What are the symptoms of Parkinsons disease?
The most common motor symptoms of Parkinson’s disease include slowness (bradykinesia), trouble turning over in bed, difficulty rising from a seated position (especially after sitting for an extended period), shuffling steps, difficulty with fine motor skills (e.g. buttons, zippers), and difficulty with balance. Small handwriting and trouble typing can be one of the earliest symptoms. Late stage motor symptoms include freezing and frequent falls.

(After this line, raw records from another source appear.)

// Copyright 2026 the Sable Authors
// SPDX-License-Identifier: Apache-2.0 OR MIT

//! End-to-end tests of the gradient kernel families.

use sable_cpu::color::AlphaColor;
use sable_cpu::kurbo::{Affine, Point};
use sable_cpu::peniko::color::Srgb;
use sable_cpu::peniko::{Gradient, Extend};
use sable_cpu::raster::raster_gradient_shape;
use sable_cpu::{
    ColorSpace, CompositeMethod, EncodedFill, MatteMethod, RenderRegion, Rle, Shape, Span, Surface,
};

fn abgr_surface(w: u32, h: u32) -> Surface {
    Surface::new(w, h, ColorSpace::Abgr8888).unwrap()
}

fn rgba(r: f32, g: f32, b: f32, a: f32) -> AlphaColor<Srgb> {
    AlphaColor::new([r, g, b, a])
}

fn horizontal_ramp(w: f64, stops: [(f32, AlphaColor<Srgb>); 2]) -> EncodedFill {
    let gradient = Gradient::new_linear(Point::ZERO, Point::new(w, 0.0))
        .with_stops(stops)
        .with_extend(Extend::Pad);
    EncodedFill::from_gradient(&gradient, Affine::IDENTITY).unwrap()
}

fn alpha(px: u32) -> u8 {
    (px >> 24) as u8
}

#[test]
fn linear_gradient_rect_is_a_monotone_ramp() {
    let mut surface = abgr_surface(16, 2);
    let mut shape = Shape::rect();
    shape.fill = Some(horizontal_ramp(
        16.0,
        [(0.0, rgba(0.0, 0.0, 0.0, 1.0)), (1.0, rgba(1.0, 1.0, 1.0, 1.0))],
    ));

    assert!(raster_gradient_shape(
        &mut surface,
        &shape,
        RenderRegion::new(0, 0, 16, 2),
        255,
    ));

    let data = surface.data32().unwrap();
    for x in 0..15 {
        assert!(
            (data[x] & 0xff) <= (data[x + 1] & 0xff),
            "ramp not monotone at {x}"
        );
        assert_eq!(alpha(data[x]), 255);
    }
    // Both rows are identical for a horizontal gradient.
    assert_eq!(&data[0..16], &data[16..32]);
    assert!(data[0] & 0xff <= 0x12);
    assert!(data[15] & 0xff >= 0xed);
}

#[test]
fn translucent_gradient_composites_over_white() {
    let mut surface = abgr_surface(8, 1);
    surface.data32_mut().unwrap().fill(0xffff_ffff);

    let mut shape = Shape::rect();
    shape.fill = Some(horizontal_ramp(
        8.0,
        [(0.0, rgba(0.0, 0.0, 0.0, 0.0)), (1.0, rgba(0.0, 0.0, 0.0, 1.0))],
    ));

    assert!(raster_gradient_shape(
        &mut surface,
        &shape,
        RenderRegion::new(0, 0, 8, 1),
        255,
    ));

    let data = surface.data32().unwrap();
    // Compositing anything opaque-or-less over opaque white stays opaque,
    // and the ramp darkens towards the right.
    for x in 0..8 {
        assert_eq!(alpha(data[x]), 255, "at {x}");
    }
    assert!(data[0] & 0xff >= 0xe8, "left stays white");
    assert!(data[7] & 0xff <= 0x20, "right goes black");
}

#[test]
fn solid_gradient_reroutes_to_color_kernels() {
    let mut surface = abgr_surface(4, 1);
    let mut shape = Shape::rect();
    shape.fill = Some(horizontal_ramp(
        4.0,
        [(0.0, rgba(1.0, 0.0, 0.0, 1.0)), (1.0, rgba(1.0, 0.0, 0.0, 1.0))],
    ));

    assert!(raster_gradient_shape(
        &mut surface,
        &shape,
        RenderRegion::new(0, 0, 4, 1),
        255,
    ));

    // An exact solid fill, no gradient rounding.
    for &px in surface.data32().unwrap() {
        assert_eq!(px, 0xff00_00ff);
    }
}

#[test]
fn gradient_opacity_scales_the_result() {
    let mut opaque = abgr_surface(8, 1);
    let mut faded = abgr_surface(8, 1);
    let fill = horizontal_ramp(
        8.0,
        [(0.0, rgba(1.0, 1.0, 1.0, 1.0)), (1.0, rgba(0.0, 0.0, 1.0, 1.0))],
    );

    let mut shape = Shape::rect();
    shape.fill = Some(fill.clone());
    assert!(raster_gradient_shape(
        &mut opaque,
        &shape,
        RenderRegion::new(0, 0, 8, 1),
        255,
    ));
    assert!(raster_gradient_shape(
        &mut faded,
        &shape,
        RenderRegion::new(0, 0, 8, 1),
        128,
    ));

    for (&o, &f) in opaque
        .data32()
        .unwrap()
        .iter()
        .zip(faded.data32().unwrap())
    {
        let half = alpha(o) / 2;
        assert!(
            alpha(f).abs_diff(half) <= 1,
            "opacity 128 should halve alpha: {o:#010x} vs {f:#010x}"
        );
    }
}

#[test]
fn zero_opacity_solid_gradient_is_a_no_op() {
    let mut surface = abgr_surface(4, 1);
    let mut shape = Shape::rect();
    shape.fill = Some(horizontal_ramp(
        4.0,
        [(0.0, rgba(1.0, 0.0, 0.0, 1.0)), (1.0, rgba(1.0, 0.0, 0.0, 1.0))],
    ));

    assert!(raster_gradient_shape(
        &mut surface,
        &shape,
        RenderRegion::new(0, 0, 4, 1),
        0,
    ));
    assert!(surface.data32().unwrap().iter().all(|&px| px == 0));
}

#[test]
fn gradient_without_fill_fails() {
    let mut surface = abgr_surface(4, 1);
    let shape = Shape::rect();
    assert!(!raster_gradient_shape(
        &mut surface,
        &shape,
        RenderRegion::new(0, 0, 4, 1),
        255,
    ));
}

#[test]
fn gradient_rle_respects_coverage() {
    let mut full = abgr_surface(8, 1);
    let mut half = abgr_surface(8, 1);
    // Stops must differ, or the fill reroutes to the solid kernels.
    let fill = horizontal_ramp(
        8.0,
        [(0.0, rgba(1.0, 1.0, 1.0, 1.0)), (1.0, rgba(1.0, 1.0, 0.9, 1.0))],
    );

    let span = |coverage| {
        Rle::from_spans(vec![Span {
            x: 0,
            y: 0,
            len: 8,
            coverage,
        }])
    };

    let mut shape = Shape::from_rle(span(255));
    shape.fill = Some(fill.clone());
    assert!(raster_gradient_shape(
        &mut full,
        &shape,
        RenderRegion::new(0, 0, 8, 1),
        255,
    ));

    let mut shape = Shape::from_rle(span(128));
    shape.fill = Some(fill);
    assert!(raster_gradient_shape(
        &mut half,
        &shape,
        RenderRegion::new(0, 0, 8, 1),
        255,
    ));

    for (&f, &h) in full.data32().unwrap().iter().zip(half.data32().unwrap()) {
        assert_eq!(alpha(f), 255);
        assert!(alpha(h).abs_diff(128) <= 1, "half coverage: {h:#010x}");
        // The half-coverage pixel is the full pixel scaled by ~1/2.
        let fr = f & 0xff;
        let hr = h & 0xff;
        assert!(hr.abs_diff(fr / 2) <= 2);
    }
}

#[test]
fn matted_gradient_is_gated_by_the_matte() {
    let mut surface = abgr_surface(8, 1);
    let region = RenderRegion::new(0, 0, 8, 1);
    assert!(surface.begin_composite(CompositeMethod::Matte(MatteMethod::Alpha), region));
    {
        let matte = surface.composite_image_mut().unwrap();
        let data = matte.data32_mut().unwrap();
        for px in &mut data[0..4] {
            *px = 0xffff_ffff;
        }
    }

    let mut shape = Shape::rect();
    shape.fill = Some(horizontal_ramp(
        8.0,
        [(0.0, rgba(1.0, 0.0, 0.0, 1.0)), (1.0, rgba(0.0, 1.0, 0.0, 1.0))],
    ));
    assert!(raster_gradient_shape(&mut surface, &shape, region, 255));
    assert!(surface.end_composite());

    let data = surface.data32().unwrap();
    for x in 0..4 {
        assert_eq!(alpha(data[x]), 255, "matte lets the left through at {x}");
    }
    for x in 4..8 {
        assert_eq!(data[x], 0, "matte blocks the right at {x}");
    }
}

#[test]
fn radial_gradient_rect_smoke() {
    let gradient = Gradient::new_two_point_radial(
        Point::new(4.0, 4.0),
        0.0,
        Point::new(4.0, 4.0),
        4.0,
    )
    .with_stops([(0.0, rgba(1.0, 1.0, 1.0, 1.0)), (1.0, rgba(0.0, 0.0, 0.0, 1.0))])
    .with_extend(Extend::Pad);
    let fill = EncodedFill::from_gradient(&gradient, Affine::IDENTITY).unwrap();

    let mut surface = abgr_surface(8, 8);
    let mut shape = Shape::rect();
    shape.fill = Some(fill);
    assert!(raster_gradient_shape(
        &mut surface,
        &shape,
        RenderRegion::new(0, 0, 8, 8),
        255,
    ));

    let data = surface.data32().unwrap();
    let center = data[4 * 8 + 4] & 0xff;
    let corner = data[0] & 0xff;
    assert!(center > 0xb0, "center is bright, got {center:#x}");
    assert!(corner < 0x40, "corner is dark, got {corner:#x}");
    for &px in data {
        assert_eq!(alpha(px), 255);
    }
}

Nonmotor symptoms tend to preceded motor symptoms by more than a decade. Early symptoms tend to include loss of smell (hyposmia), anxiety, disrupted sleep/ frequent waking/ insomnia, apathy (lack of motivation), loss of pleasure/ depression, fatigue, muscle pain, orthostatic hypotension (low blood pressure/ dizzy on standing), poor balance, falls, temperature dysregulation, visual disturbances, frequent nighttime urination (nocturia), REM sleep behavior disorder (RBD)/ acting out your dreams at night/ kicking or yelling in your sleep, vivid dreams, restless legs syndrome (RLS), myalgia (muscle pain or aching), muscle cramping (dystonia), slurred or soft speech/ quiet voice, stopped/ hunched posture, and drooling. Sexual impairment can include loss of libido, erectile dysfunction, and trouble with organsm. Urinary symptoms can include urinary urgency, incontinence, or frequent nighttime urination (nocturia). This information is provided in an attempt to answer the commonly asked question of "What are the symptoms of Parkinson’s disease?"
While the cognitive decline of PD is very different from the dementia seen in Alzheimers, there are still memory and concentration problems that patients must contend with. In PD, people will often have difficulty with executive function, things that require following steps to complete a task. There can be issues with comprehension and confusion, all of which can be make worse with anxiety and poor sleep.
How is Parkinson's disease severity assessed?
There are a number of rating scales used to assess PD symptoms and severity and each scale has strengths and weaknesses. The most well-established scale, the Hoehn and Yahr (HY), only goes from a 1-5, so it is slow to change and isn’t very helpful for determining if a therapy is working. The Unified Parkinson’s Disease Rating Scale (UPDRS) and the recently-updated MDS-UPDRS, are the outcome measures used most commonly in the research setting. These scales tend to work exceptionally well for measuring motor symptoms and improvement, but many nonmotor symptoms are inadequately captured.
In response to the inadequacies of the HY and the UPDRS, several patient-centered scales have been developed that do a better job capturing the nonmotor aspects of PD. The Non-Motor Symptom Scale (NMSS) and the Patient-Reported Outcomes in PD (PRO-PD) scale have been designed to meet some of the unmet needs in PD assessment.